A forma tornou-se aberração. A reflexão proporcionada pela exclusão das convenções sociais criou uma teia a parte: o reflexo passa pra ação. Se a liberdade entra em meus méritos, isso quer dizer que sou libertadora. Abraço o mundo então, ajudo as pessoas, as respeito, crio laços, abro espaço, amo o cansaço, digo sim, te abraço, te ajudo, sorrio, uma lagrima com você, um cigarro, uma cerveja, um afago. Um desabafo, um conselho, uma tarde em casa: pode chegar, quero te libertar.
A liberdade não tem um cheiro característico, ela caminha pelas luzes tortuosas das bordas – ela preenche o frio, o vazio e até a apatia. A liberdade é inexplicável, a sensação de plenitude beira ao acaso.
Os anos passaram, esse é o tipo de pessoa 2, aquela que sofre com a reflexão – alheia.
O vazio de todas as outras pessoas do tipo 1 são depositados na tipo 2. A pessoa tipo 2 não consegue perceber a necessidade de livrar-se do enjaulamento subjetivo – o inconsciente faz sua parte.
É claro que as pessoas do tipo 2 tem um ideal – talvez de liberdade.
O ideal aproximou-se. O irreal tornou-se finalmente, palpável.
--Finalmente! Pensou a pessoa tipo 2. Vou ser livre de acordo com meus ideiais de liberdade, encontrei alguém que preza pelo mesmo sentido das águas: algo que esta livre da dominação, coerção e jogos.
Perigoso. O ideal anula a individualidade causando amortecimento, a liberdade tardia não faz sentido, pois ela não existe.

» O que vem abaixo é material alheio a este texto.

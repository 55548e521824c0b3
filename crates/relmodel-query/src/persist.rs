//! INSERT, UPDATE and DELETE batch builder.
//!
//! Statements accumulate in order and share one positional parameter list,
//! so the whole batch can be sent as a single command or split into one
//! command per statement without renumbering.

use crate::translate::Translator;
use regex::{Captures, Regex};
use relmodel_core::{Dialect, Error, Result, Statement, Value};
use relmodel_schema::Model;
use std::collections::BTreeMap;
use std::sync::{Arc, OnceLock};

fn positional_regex() -> &'static Regex {
    static RE: OnceLock<Regex> = OnceLock::new();
    RE.get_or_init(|| {
        Regex::new(r"(^|[^@\w])@(\d+)\b")
            .unwrap_or_else(|e| unreachable!("positional pattern is valid: {e}"))
    })
}

fn named_regex() -> &'static Regex {
    static RE: OnceLock<Regex> = OnceLock::new();
    RE.get_or_init(|| {
        Regex::new(r"(?:^|[^@\w])@([A-Za-z_]\w*)")
            .unwrap_or_else(|e| unreachable!("named pattern is valid: {e}"))
    })
}

#[derive(Debug, Clone, PartialEq)]
struct Part {
    entity: String,
    sql: String,
}

/// Builder for a batch of persistence statements.
///
/// Only administrative (persisted) fields of a row become columns; other
/// entries, including the synthetic identity, are ignored.
///
/// # Example
///
/// ```ignore
/// let persist = Persist::new(model, Dialect::MySql)
///     .insert("person", &row)?
///     .update("person", &changes)?
///     .where_("$id = @0", vec![Value::Int(7)])?;
/// executor.transaction(&persist)?;
/// ```
#[derive(Debug, Clone)]
pub struct Persist {
    model: Arc<Model>,
    dialect: Dialect,
    parts: Vec<Part>,
    parameters: Vec<Value>,
    open_update: bool,
}

impl Persist {
    pub fn new(model: Arc<Model>, dialect: Dialect) -> Self {
        Self {
            model,
            dialect,
            parts: Vec::new(),
            parameters: Vec::new(),
            open_update: false,
        }
    }

    pub fn dialect(&self) -> Dialect {
        self.dialect
    }

    pub fn len(&self) -> usize {
        self.parts.len()
    }

    pub fn is_empty(&self) -> bool {
        self.parts.is_empty()
    }

    /// Entity of each statement, in order.
    pub fn entities(&self) -> Vec<&str> {
        self.parts.iter().map(|p| p.entity.as_str()).collect()
    }

    pub fn parameters(&self) -> &[Value] {
        &self.parameters
    }

    /// `INSERT INTO table (cols) VALUES (...)`.
    pub fn insert(mut self, entity: &str, row: &BTreeMap<String, Value>) -> Result<Self> {
        self.ensure_closed()?;
        let columns = self.columns(entity, row)?;
        let mut names = Vec::with_capacity(columns.len());
        let mut placeholders = Vec::with_capacity(columns.len());
        for (name, value) in columns {
            names.push(name);
            placeholders.push(format!("@{}", self.push(value)));
        }
        let sql = format!(
            "INSERT INTO {entity} ({})\nVALUES ({});",
            names.join(", "),
            placeholders.join(", ")
        );
        self.add(entity, sql);
        Ok(self)
    }

    /// Open an UPDATE; it must be closed with [`Persist::where_`].
    pub fn update(mut self, entity: &str, row: &BTreeMap<String, Value>) -> Result<Self> {
        self.ensure_closed()?;
        let sql = self.update_head(entity, row)?;
        self.add(entity, sql);
        self.open_update = true;
        Ok(self)
    }

    /// Close the open UPDATE with a condition.
    ///
    /// `@0`, `@1`, ... in `condition` refer to `parameters` and are
    /// renumbered into the batch. Only positional placeholders are
    /// accepted: the batch carries one global positional list, so a named
    /// `@name` is a usage error.
    pub fn where_(mut self, condition: &str, parameters: Vec<Value>) -> Result<Self> {
        if !self.open_update {
            return Err(Error::usage("where_ called without an open update"));
        }
        let Some(entity) = self.parts.last().map(|p| p.entity.clone()) else {
            return Err(Error::usage("where_ called on an empty batch"));
        };
        let translated = self.translate_condition(&entity, condition)?;
        let renumbered = renumber(&translated, self.parameters.len(), parameters.len())?;
        self.parameters.extend(parameters);
        if let Some(part) = self.parts.last_mut() {
            part.sql.push_str(&format!("\nWHERE {renumbered};"));
        }
        self.open_update = false;
        Ok(self)
    }

    /// UPDATE every row whose identity is in `ids`.
    pub fn update_ids(self, entity: &str, row: &BTreeMap<String, Value>, ids: Vec<Value>) -> Result<Self> {
        let id = self.model.id_name().to_string();
        self.update(entity, row)?
            .where_(&format!("${id} IN (@0)"), vec![Value::Array(ids)])
    }

    /// Set one field to the same value on every row in `ids`.
    pub fn update_value_ids(self, entity: &str, field: &str, value: Value, ids: Vec<Value>) -> Result<Self> {
        let mut row = BTreeMap::new();
        row.insert(field.to_string(), value);
        if !self.model.field_names_admin(entity)?.contains(&field) {
            return Err(Error::unknown_field(entity, field));
        }
        self.update_ids(entity, &row, ids)
    }

    /// DELETE every row whose identity is in `ids`.
    pub fn delete_ids(mut self, entity: &str, ids: Vec<Value>) -> Result<Self> {
        self.ensure_closed()?;
        let (alias, id_expr) = {
            let t = Translator::new(&self.model, entity, self.dialect)?;
            let e = t.entity();
            (e.alias.clone(), t.identity_expr(e, &e.alias))
        };
        let index = self.push(Value::Array(ids));
        let sql = format!("DELETE {alias}\nFROM {entity} AS {alias}\nWHERE {id_expr} IN (@{index});");
        self.add(entity, sql);
        Ok(self)
    }

    /// The whole batch as one statement.
    pub fn statement(&self) -> Result<Statement> {
        self.ensure_complete()?;
        let sql = self
            .parts
            .iter()
            .map(|p| p.sql.as_str())
            .collect::<Vec<_>>()
            .join("\n");
        Ok(Statement::new(sql).with_parameters(self.parameters.clone()))
    }

    /// One statement per part, each carrying the full parameter list.
    pub fn statements(&self) -> Result<Vec<Statement>> {
        self.ensure_complete()?;
        Ok(self
            .parts
            .iter()
            .map(|p| Statement::new(p.sql.clone()).with_parameters(self.parameters.clone()))
            .collect())
    }

    fn update_head(&mut self, entity: &str, row: &BTreeMap<String, Value>) -> Result<String> {
        let alias = self.model.entity(entity)?.alias.clone();
        let columns = self.columns(entity, row)?;
        let mut sets = Vec::with_capacity(columns.len());
        for (name, value) in columns {
            let index = self.push(value);
            sets.push(match self.dialect {
                Dialect::SqlServer => format!("{name} = @{index}"),
                Dialect::MySql => format!("{alias}.{name} = @{index}"),
            });
        }
        let sets = sets.join(",\n");
        Ok(match self.dialect {
            Dialect::SqlServer => format!("UPDATE {alias} SET\n{sets}\nFROM {entity} AS {alias}"),
            Dialect::MySql => format!("UPDATE {entity} AS {alias} SET\n{sets}"),
        })
    }

    /// Persisted fields of `entity` present in `row`, in field order.
    fn columns(&self, entity: &str, row: &BTreeMap<String, Value>) -> Result<Vec<(String, Value)>> {
        let columns: Vec<(String, Value)> = self
            .model
            .field_names_admin(entity)?
            .into_iter()
            .filter_map(|f| row.get(f).map(|v| (f.to_string(), v.clone())))
            .collect();
        if columns.is_empty() {
            return Err(Error::usage(format!("no persisted fields of '{entity}' in row")));
        }
        Ok(columns)
    }

    fn translate_condition(&self, entity: &str, condition: &str) -> Result<String> {
        let mut t = Translator::new(&self.model, entity, self.dialect)?;
        let translated = t.translate(condition)?;
        if !t.used_relations().is_empty() {
            return Err(Error::usage(format!(
                "relation references are not allowed in '{entity}' update conditions"
            )));
        }
        Ok(translated)
    }

    fn push(&mut self, value: Value) -> usize {
        self.parameters.push(value);
        self.parameters.len() - 1
    }

    fn add(&mut self, entity: &str, sql: String) {
        tracing::debug!(entity = %entity, dialect = %self.dialect, "Queued persist statement");
        self.parts.push(Part {
            entity: entity.to_string(),
            sql,
        });
    }

    fn ensure_closed(&self) -> Result<()> {
        if self.open_update {
            return Err(Error::usage("previous update has no where_ condition"));
        }
        Ok(())
    }

    fn ensure_complete(&self) -> Result<()> {
        self.ensure_closed()?;
        if self.parts.is_empty() {
            return Err(Error::usage("persist batch is empty"));
        }
        Ok(())
    }
}

/// Shift `@k` to `@(base + k)`, rejecting indices beyond `count`.
fn renumber(text: &str, base: usize, count: usize) -> Result<String> {
    if let Some(caps) = named_regex().captures(text) {
        return Err(Error::usage(format!(
            "named parameter @{} in an update condition; use positional @N",
            &caps[1]
        )));
    }
    let mut missing = None;
    let out = positional_regex().replace_all(text, |caps: &Captures<'_>| {
        let local: usize = caps[2].parse().unwrap_or(usize::MAX);
        if local >= count {
            missing.get_or_insert_with(|| format!("@{}", &caps[2]));
        }
        format!("{}@{}", &caps[1], base.saturating_add(local))
    });
    match missing {
        Some(name) => Err(Error::MissingParameter(name)),
        None => Ok(out.into_owned()),
    }
}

Eu te libertei, mas não quero nada em troca porque a troca nesse momento não faz mais sentido, não faço parte da reciprocidade, pois não acredito nos valores impostos – não há alguém para dirigir a gentileza. A gentileza alheia é uma extensão dos dias arrastados pela monotonia coletiva. A insatisfação pode ser resolvida com pílulas.